Unten läuft sein Freund vorbei und winkt. Er winkt nicht zurück. Kein Wort kommt von den Lippen, kein Lächeln verzieht seinen Mund. Unbeweglich steht er da, ein paar Stunden lang, sieht unzählige Autos in die Straße einbiegen, parken, Menschen steigen aus. Vaters blauer Van ist nicht dabei.
Irgendwann nimmt Mutter ihn von der Fensterbank, hält sie ihn in den Armen. Er weint nicht.


LG von Koko


PS. @Felix
Die Diachronie zeigt uns, dass Wörter sich in ihrer Konnotation verändern. Über das Wort „dichten“, seinen Ursprung und seine Bedeutungsentwicklung hin vom „Aufschreiben“ bis hin zum „Etwas Ersinnen, das poetisch ist“ gibt es verschieden Thesen. Deine ist eine davon.
Hier aber wiederum nur dazu angetan, eine Autorin süffisant zu maßregeln, denn dass Liara „verdichten“ im Sinne von „komprimieren“ meinte, ist doch völlig klar.

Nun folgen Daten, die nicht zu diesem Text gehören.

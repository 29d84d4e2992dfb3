//! Error types for the netchat messaging layer
//!
//! Specific error families (frame, connection) are folded into the single
//! `NetchatError` that every public operation returns.

use crate::types::ConnectionType;

// ----------------------------------------------------------------------------
// Specific Error Types
// ----------------------------------------------------------------------------

/// Errors raised while reading or writing wire frames
#[derive(Debug, thiserror::Error)]
pub enum FrameError {
    #[error("Frame too large: {size} bytes (max: {max_size})")]
    TooLarge { size: usize, max_size: usize },
    #[error("Payload size mismatch: header says {declared}, got {actual}")]
    PayloadSizeMismatch { declared: usize, actual: usize },
    #[error("Payload type mismatch: expected {expected}, got {actual}")]
    PayloadTypeMismatch { expected: String, actual: String },
}

/// Errors raised while establishing or using a connection
#[derive(Debug, thiserror::Error)]
pub enum ConnectionError {
    #[error("Connection to {endpoint} failed: {reason}")]
    EstablishFailed { endpoint: String, reason: String },
    #[error("Connection to {endpoint} timed out after {duration_ms}ms")]
    Timeout { endpoint: String, duration_ms: u64 },
    #[error("Connection {connection} is closed")]
    Closed { connection: String },
    #[error("{connection_type} connections are not supported by this build")]
    UnsupportedConnectionType { connection_type: ConnectionType },
}

// ----------------------------------------------------------------------------
// Main Error Type
// ----------------------------------------------------------------------------

/// Core error type for netchat
#[derive(Debug, thiserror::Error)]
pub enum NetchatError {
    #[error("IO error: {0}")]
    Io(#[from] std::io::Error),

    #[error("Serialization error: {0}")]
    Serialization(#[from] bincode::Error),

    #[error("JSON serialization error: {0}")]
    Json(#[from] serde_json::Error),

    #[error("Frame error: {0}")]
    Frame(#[from] FrameError),

    #[error("Connection error: {0}")]
    Connection(#[from] ConnectionError),

    #[error("Invalid endpoint '{input}': {reason}")]
    InvalidEndpoint { input: String, reason: String },

    #[error("Invalid Bluetooth address '{input}'")]
    InvalidAddress { input: String },

    #[error("Configuration error: {reason}")]
    Configuration { reason: String },

    #[error("Comms manager has been shut down")]
    ShutDown,
}

// ----------------------------------------------------------------------------
// Convenience Error Constructors
// ----------------------------------------------------------------------------

impl NetchatError {
    /// Create an invalid endpoint error
    pub fn invalid_endpoint<I: Into<String>, R: Into<String>>(input: I, reason: R) -> Self {
        NetchatError::InvalidEndpoint {
            input: input.into(),
            reason: reason.into(),
        }
    }

    /// Create a configuration error with a reason
    pub fn config_error<T: Into<String>>(reason: T) -> Self {
        NetchatError::Configuration {
            reason: reason.into(),
        }
    }

    /// Create a connection establishment error
    pub fn establish_failed<E: ToString, R: Into<String>>(endpoint: E, reason: R) -> Self {
        NetchatError::Connection(ConnectionError::EstablishFailed {
            endpoint: endpoint.to_string(),
            reason: reason.into(),
        })
    }

    /// Create a closed-connection error
    pub fn connection_closed<C: ToString>(connection: C) -> Self {
        NetchatError::Connection(ConnectionError::Closed {
            connection: connection.to_string(),
        })
    }

    /// Create an unsupported connection type error
    pub fn unsupported(connection_type: ConnectionType) -> Self {
        NetchatError::Connection(ConnectionError::UnsupportedConnectionType { connection_type })
    }

    /// True when the error means the peer went away rather than a local fault
    pub fn is_disconnect(&self) -> bool {
        match self {
            NetchatError::Io(e) => matches!(
                e.kind(),
                std::io::ErrorKind::UnexpectedEof
                    | std::io::ErrorKind::ConnectionReset
                    | std::io::ErrorKind::ConnectionAborted
                    | std::io::ErrorKind::BrokenPipe
            ),
            NetchatError::Connection(ConnectionError::Closed { .. }) => true,
            _ => false,
        }
    }
}

// ----------------------------------------------------------------------------
// Type Aliases
// ----------------------------------------------------------------------------

pub type Result<T> = core::result::Result<T, NetchatError>;

#[cfg(test)]
mod tests {
    use super::*;

    #[test]
    fn test_unsupported_message_names_type() {
        let err = NetchatError::unsupported(ConnectionType::Bluetooth);
        assert_eq!(
            err.to_string(),
            "Connection error: Bluetooth connections are not supported by this build"
        );
    }

    #[test]
    fn test_disconnect_classification() {
        let eof = NetchatError::Io(std::io::Error::from(std::io::ErrorKind::UnexpectedEof));
        assert!(eof.is_disconnect());
        assert!(NetchatError::connection_closed("x").is_disconnect());
        assert!(!NetchatError::ShutDown.is_disconnect());
    }
}
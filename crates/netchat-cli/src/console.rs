//! Console messaging demo
//!
//! Prints every `"Message"` packet that arrives, then reads lines from the
//! input and sends each one to a single peer until `exit` is typed.

use std::io::Write;
use std::net::SocketAddr;
use std::sync::Arc;
use std::time::Duration;

use async_trait::async_trait;
use serde::{Deserialize, Serialize};
use tokio::io::{AsyncBufRead, AsyncBufReadExt};
use tracing::{debug, info, warn};

use netchat_core::{
    CommsConfig, CommsManager, ConnectionInfo, DiscoveredDevice, DiscoveryMethod, Endpoint,
    PeerDiscovery, StaticDiscovery, MESSAGE_PACKET_TYPE,
};

use crate::error::Result;

pub const EXIT_COMMAND: &str = "exit";
pub const INPUT_PROMPT: &str = "\nPlease enter your message and press enter (Type 'exit' to quit):";

// ----------------------------------------------------------------------------
// Configuration
// ----------------------------------------------------------------------------

/// Console demo settings
#[derive(Debug, Clone, PartialEq, Eq, Serialize, Deserialize)]
#[serde(default)]
pub struct ConsoleConfig {
    pub listen: Endpoint,
    /// Peer every line is sent to
    pub peer: Endpoint,
    /// Unbounded when unset
    pub connection_establish_timeout_ms: Option<u64>,
    pub discovery_method: DiscoveryMethod,
    /// Devices offered by the interactive picker
    pub known_peers: Vec<DiscoveredDevice>,
}

impl Default for ConsoleConfig {
    fn default() -> Self {
        Self {
            listen: Endpoint::Tcp(SocketAddr::from(([0, 0, 0, 0], 10000))),
            peer: Endpoint::Tcp(SocketAddr::from(([127, 0, 0, 1], 10000))),
            connection_establish_timeout_ms: None,
            discovery_method: DiscoveryMethod::Tcp,
            known_peers: Vec::new(),
        }
    }
}

impl ConsoleConfig {
    /// Comms settings for the demo, with its own establish timeout applied
    pub fn comms_config(&self, base: &CommsConfig) -> CommsConfig {
        base.clone().with_connection_establish_timeout(
            self.connection_establish_timeout_ms.map(Duration::from_millis),
        )
    }

    pub fn discovery(&self) -> StaticDiscovery {
        StaticDiscovery::new(self.known_peers.clone())
    }
}

// ----------------------------------------------------------------------------
// Input Loop
// ----------------------------------------------------------------------------

/// Where the input loop sends each line
#[async_trait]
pub trait MessageSink: Send + Sync {
    /// Scan for peers, returning how many were found
    async fn discover(&self) -> Result<usize>;

    async fn send_message(&self, text: &str) -> Result<()>;
}

#[derive(Debug, Clone, Copy, Default, PartialEq, Eq)]
pub struct LoopSummary {
    pub sent: usize,
    pub failed: usize,
}

/// Prompt, read and send until `exit` or end of input
pub async fn run_console_loop<R, W, S>(input: R, out: &mut W, sink: &S) -> Result<LoopSummary>
where
    R: AsyncBufRead + Unpin,
    W: Write,
    S: MessageSink + ?Sized,
{
    let mut lines = input.lines();
    let mut summary = LoopSummary::default();

    loop {
        writeln!(out, "{}", INPUT_PROMPT)?;
        out.flush()?;

        let Some(line) = lines.next_line().await? else {
            debug!("console input closed");
            break;
        };
        if line == EXIT_COMMAND {
            break;
        }

        match sink.discover().await {
            Ok(found) => debug!(found, "peer discovery finished"),
            Err(e) => warn!("peer discovery failed: {}", e),
        }

        match sink.send_message(&line).await {
            Ok(()) => summary.sent += 1,
            Err(e) => {
                warn!("send failed: {}", e);
                writeln!(out, "Failed to send message: {}", e)?;
                summary.failed += 1;
            }
        }
    }

    Ok(summary)
}

/// Text printed for an incoming `"Message"` packet
pub fn format_incoming(from: &ConnectionInfo, text: &str) -> String {
    format!("\n  ... Incoming message from {} saying '{}'.", from, text)
}

// ----------------------------------------------------------------------------
// Comms-backed Sink
// ----------------------------------------------------------------------------

pub struct CommsSink {
    comms: CommsManager,
    discovery: Arc<dyn PeerDiscovery>,
    method: DiscoveryMethod,
    peer: ConnectionInfo,
}

impl CommsSink {
    pub fn new(
        comms: CommsManager,
        discovery: Arc<dyn PeerDiscovery>,
        method: DiscoveryMethod,
        peer: ConnectionInfo,
    ) -> Self {
        Self {
            comms,
            discovery,
            method,
            peer,
        }
    }
}

#[async_trait]
impl MessageSink for CommsSink {
    async fn discover(&self) -> Result<usize> {
        Ok(self.discovery.discover_peers(self.method).await?.len())
    }

    async fn send_message(&self, text: &str) -> Result<()> {
        let connection = self.comms.get_connection(&self.peer).await?;
        connection
            .send_object(MESSAGE_PACKET_TYPE, &text.to_string())
            .await?;
        Ok(())
    }
}

// ----------------------------------------------------------------------------
// Demo
// ----------------------------------------------------------------------------

pub struct ConsoleDemo {
    comms: CommsManager,
    config: ConsoleConfig,
}

impl ConsoleDemo {
    pub fn new(base: &CommsConfig, config: ConsoleConfig) -> Self {
        Self {
            comms: CommsManager::new(config.comms_config(base)),
            config,
        }
    }

    pub fn comms(&self) -> &CommsManager {
        &self.comms
    }

    /// Print incoming `"Message"` strings to stdout
    pub fn register_message_handler(&self) {
        self.comms
            .append_incoming_packet_handler::<String, _>(MESSAGE_PACKET_TYPE, |_, from, text| {
                println!("{}", format_incoming(from, &text));
            });
    }

    /// Start listening and print the local endpoints
    pub async fn start<W: Write>(&self, out: &mut W) -> Result<Vec<Endpoint>> {
        self.comms.start_listening(&self.config.listen).await?;
        let endpoints = self
            .comms
            .existing_local_listen_endpoints(self.config.listen.connection_type());

        writeln!(out, "Listening for messages on:")?;
        for endpoint in &endpoints {
            writeln!(out, "{}", endpoint)?;
        }
        Ok(endpoints)
    }

    /// Full demo: handler, listener, input loop, shutdown
    pub async fn run<R, W>(&self, peer: ConnectionInfo, input: R, out: &mut W) -> Result<LoopSummary>
    where
        R: AsyncBufRead + Unpin,
        W: Write,
    {
        self.register_message_handler();
        let outcome = match self.start(out).await {
            Ok(_) => {
                info!(peer = %peer.remote_endpoint, "console demo ready");
                let sink = CommsSink::new(
                    self.comms.clone(),
                    Arc::new(self.config.discovery()),
                    self.config.discovery_method,
                    peer,
                );
                run_console_loop(input, out, &sink).await
            }
            Err(e) => Err(e),
        };

        self.comms.shutdown().await;
        outcome
    }
}

#[cfg(test)]
mod tests {
    use std::sync::Mutex;

    use super::*;
    use crate::error::CliError;

    #[derive(Default)]
    struct RecordingSink {
        discoveries: Mutex<usize>,
        sent: Mutex<Vec<String>>,
        fail: bool,
    }

    #[async_trait]
    impl MessageSink for RecordingSink {
        async fn discover(&self) -> Result<usize> {
            *self.discoveries.lock().unwrap() += 1;
            Ok(0)
        }

        async fn send_message(&self, text: &str) -> Result<()> {
            self.sent.lock().unwrap().push(text.to_string());
            if self.fail {
                return Err(CliError::UI("peer gone".to_string()));
            }
            Ok(())
        }
    }

    #[tokio::test]
    async fn test_exit_sends_nothing() {
        let sink = RecordingSink::default();
        let mut out = Vec::new();
        let summary = run_console_loop("exit\n".as_bytes(), &mut out, &sink)
            .await
            .unwrap();

        assert_eq!(summary, LoopSummary::default());
        assert!(sink.sent.lock().unwrap().is_empty());
        assert_eq!(*sink.discoveries.lock().unwrap(), 0);
        let printed = String::from_utf8(out).unwrap();
        assert_eq!(printed.matches("(Type 'exit' to quit):").count(), 1);
    }

    #[tokio::test]
    async fn test_each_line_sends_once() {
        let sink = RecordingSink::default();
        let mut out = Vec::new();
        let summary = run_console_loop("hello\nthere\nexit\nignored\n".as_bytes(), &mut out, &sink)
            .await
            .unwrap();

        assert_eq!(summary.sent, 2);
        assert_eq!(*sink.sent.lock().unwrap(), vec!["hello", "there"]);
        assert_eq!(*sink.discoveries.lock().unwrap(), 2);
        let printed = String::from_utf8(out).unwrap();
        assert_eq!(printed.matches(INPUT_PROMPT).count(), 3);
    }

    #[tokio::test]
    async fn test_end_of_input_stops_loop() {
        let sink = RecordingSink::default();
        let mut out = Vec::new();
        let summary = run_console_loop("only line".as_bytes(), &mut out, &sink)
            .await
            .unwrap();
        assert_eq!(summary.sent, 1);
    }

    #[tokio::test]
    async fn test_send_failure_keeps_looping() {
        let sink = RecordingSink {
            fail: true,
            ..RecordingSink::default()
        };
        let mut out = Vec::new();
        let summary = run_console_loop("a\nb\nexit\n".as_bytes(), &mut out, &sink)
            .await
            .unwrap();

        assert_eq!(summary, LoopSummary { sent: 0, failed: 2 });
        let printed = String::from_utf8(out).unwrap();
        assert_eq!(printed.matches("Failed to send message").count(), 2);
    }

    #[test]
    fn test_format_incoming() {
        let from = ConnectionInfo::new("127.0.0.1:9000".parse().unwrap());
        let text = format_incoming(&from, "hi");
        assert!(text.starts_with("\n  ... Incoming message from "));
        assert!(text.ends_with(" saying 'hi'."));
    }

    #[test]
    fn test_default_timeout_is_unbounded() {
        let config = ConsoleConfig::default();
        let comms = config.comms_config(&CommsConfig::default());
        assert_eq!(comms.connection_establish_timeout(), None);
    }
}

Lyrik ändert sich, Prosa ändert sich, Sprache ändert sich und die diachronische Sprachforschung hat genau zum Ziel, diese Entwicklungen zu beleuchten und wissenschaftlich zu erfassen.
Deine Argumentation ist irgendwo in der Vergangenheit angesiedelt. Sowohl moderne Kurzprosa ( verdichtet, komprimiert) hat heute ihre Daseinsberechtigung ebenso wie auch alte Epen, Dramen, lange Balladen.
Dies grundsätzlich. Und völlig abstrahiert von diesem Werk hier.